● **Task brief**: Filter this material down to the lines that hold "carry", copying each one.

** Opening Data supplied block **

//! Artist Identity Service
//!
//! Resolves an artist record and reconciles the identifiers it carries with
//! the one that was requested. A record returned for one id may describe the
//! artist under a different id; when that happens the record is re-fetched by
//! its own id and accepted only if both records name the same artist.

use serde_json::{json, Value};
use soundpulse_core::{
    ArtistIdShape, ArtistIdentity, CatalogProvider, ProviderOperation, ReturnedIds,
    ValidationError,
};

use crate::error::{ApiError, ApiResult};
use crate::providers::observed;

/// Result of resolving one artist id.
#[derive(Debug, Clone, PartialEq)]
pub struct ResolvedArtist {
    /// The record that will be returned, before id rewriting. Always a
    /// non-empty JSON object.
    pub record: Value,
    pub identity: ArtistIdentity,
}

impl ResolvedArtist {
    /// Final response payload.
    ///
    /// `browseId`, `channelId` and `id` all carry the resolved id, and the
    /// provenance is attached under `_debug`. Records that failed
    /// corroboration also carry `_inconsistentId`, `_requestedId` and
    /// `_returnedId`.
    pub fn into_payload(self) -> ApiResult<Value> {
        let Self {
            mut record,
            identity,
        } = self;
        let debug = serde_json::to_value(&identity)?;

        let Some(record_map) = record.as_object_mut() else {
            return Err(ApiError::not_found());
        };

        if !identity.consistent {
            record_map.insert("_inconsistentId".into(), Value::Bool(true));
            record_map.insert("_requestedId".into(), json!(identity.requested_id));
            record_map.insert("_returnedId".into(), json!(identity.primary_id));
        }

        let id = json!(identity.primary_id);
        record_map.insert("browseId".into(), id.clone());
        record_map.insert("channelId".into(), id.clone());
        record_map.insert("id".into(), id);
        record_map.insert("_debug".into(), debug);

        Ok(record)
    }
}

/// Resolves artist ids against a catalog provider.
pub struct ArtistIdentityResolver<'a> {
    provider: &'a dyn CatalogProvider,
}

impl<'a> ArtistIdentityResolver<'a> {
    pub fn new(provider: &'a dyn CatalogProvider) -> Self {
        Self { provider }
    }

    /// Fetch and reconcile the artist record for `requested_id`.
    ///
    /// # Errors
    /// - `INVALID_INPUT` for an empty or blank id
    /// - the translated provider failure when the first fetch fails
    /// - `NOT_FOUND` when the provider returns no usable record
    ///
    /// A failed or disagreeing corroboration fetch is not an error; the first
    /// record is kept and marked inconsistent.
    pub async fn resolve(&self, requested_id: &str) -> ApiResult<ResolvedArtist> {
        if requested_id.trim().is_empty() {
            return Err(ValidationError::InvalidParameter {
                name: "id".to_string(),
                reason: "artist id must not be empty".to_string(),
            }
            .into());
        }

        let id_shape = ArtistIdShape::classify(requested_id);
        if !id_shape.is_recognized() {
            tracing::warn!(
                requested_id = %requested_id,
                "Artist id matches no known shape, passing through"
            );
        }

        let first = self.fetch(requested_id).await?.ok_or_else(ApiError::not_found)?;
        let returned = ReturnedIds::from_record(&first);
        let name = first.get("name").and_then(Value::as_str).map(str::to_string);

        let mut identity = ArtistIdentity {
            requested_id: requested_id.to_string(),
            id_shape,
            returned_browse_id: returned.browse_id.clone(),
            returned_channel_id: returned.channel_id.clone(),
            returned_record_id: returned.record_id.clone(),
            primary_id: returned.primary().unwrap_or(requested_id).to_string(),
            name,
            consistent: true,
        };

        if !identity.drifted() {
            return Ok(ResolvedArtist {
                record: first,
                identity,
            });
        }

        tracing::info!(
            requested_id = %identity.requested_id,
            returned_id = %identity.primary_id,
            "Artist record returned under a different id, corroborating"
        );

        match self.corroborate(&first, &identity.primary_id).await {
            Some(second) => {
                if let Some(primary) = ReturnedIds::from_record(&second).primary() {
                    identity.primary_id = primary.to_string();
                }
                tracing::info!(
                    requested_id = %identity.requested_id,
                    primary_id = %identity.primary_id,
                    "Artist id corroborated"
                );
                Ok(ResolvedArtist {
                    record: second,
                    identity,
                })
            }
            None => {
                identity.consistent = false;
                tracing::warn!(
                    requested_id = %identity.requested_id,
                    returned_id = %identity.primary_id,
                    "Artist id could not be corroborated, keeping first record"
                );
                Ok(ResolvedArtist {
                    record: first,
                    identity,
                })
            }
        }
    }

    /// Fetch one record. `Ok(None)` means the provider answered with nothing
    /// usable (null, a non-object, or an empty object).
    async fn fetch(&self, id: &str) -> ApiResult<Option<Value>> {
        let value = observed(ProviderOperation::Artist, self.provider.artist(id)).await?;
        let usable = value.as_object().is_some_and(|map| !map.is_empty());
        Ok(usable.then_some(value))
    }

    /// Re-fetch by `primary_id` and keep the result only if its name equals
    /// the name in `first`.
    async fn corroborate(&self, first: &Value, primary_id: &str) -> Option<Value> {
        let second = match self.fetch(primary_id).await {
            Ok(Some(second)) => second,
            Ok(None) => {
                tracing::debug!(primary_id = %primary_id, "Corroboration returned no record");
                return None;
            }
            Err(e) => {
                tracing::debug!(primary_id = %primary_id, error = %e, "Corroboration fetch failed");
                return None;
            }
        };

        // Absent and null names compare equal.
        let name = |record: &Value| record.get("name").filter(|v| !v.is_null()).cloned();
        match (name(first), name(&second)) {
            (a, b) if a == b => Some(second),
            (a, b) => {
                tracing::debug!(
                    primary_id = %primary_id,
                    first_name = ?a,
                    second_name = ?b,
                    "Corroboration record names a different artist"
                );
                None
            }
        }
    }
}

** Closing Data supplied block **

● **Written response**:
    /// `browseId`, `channelId` and `id` all carry the resolved id, and the
    /// corroboration also carry `_inconsistentId`, `_requestedId` and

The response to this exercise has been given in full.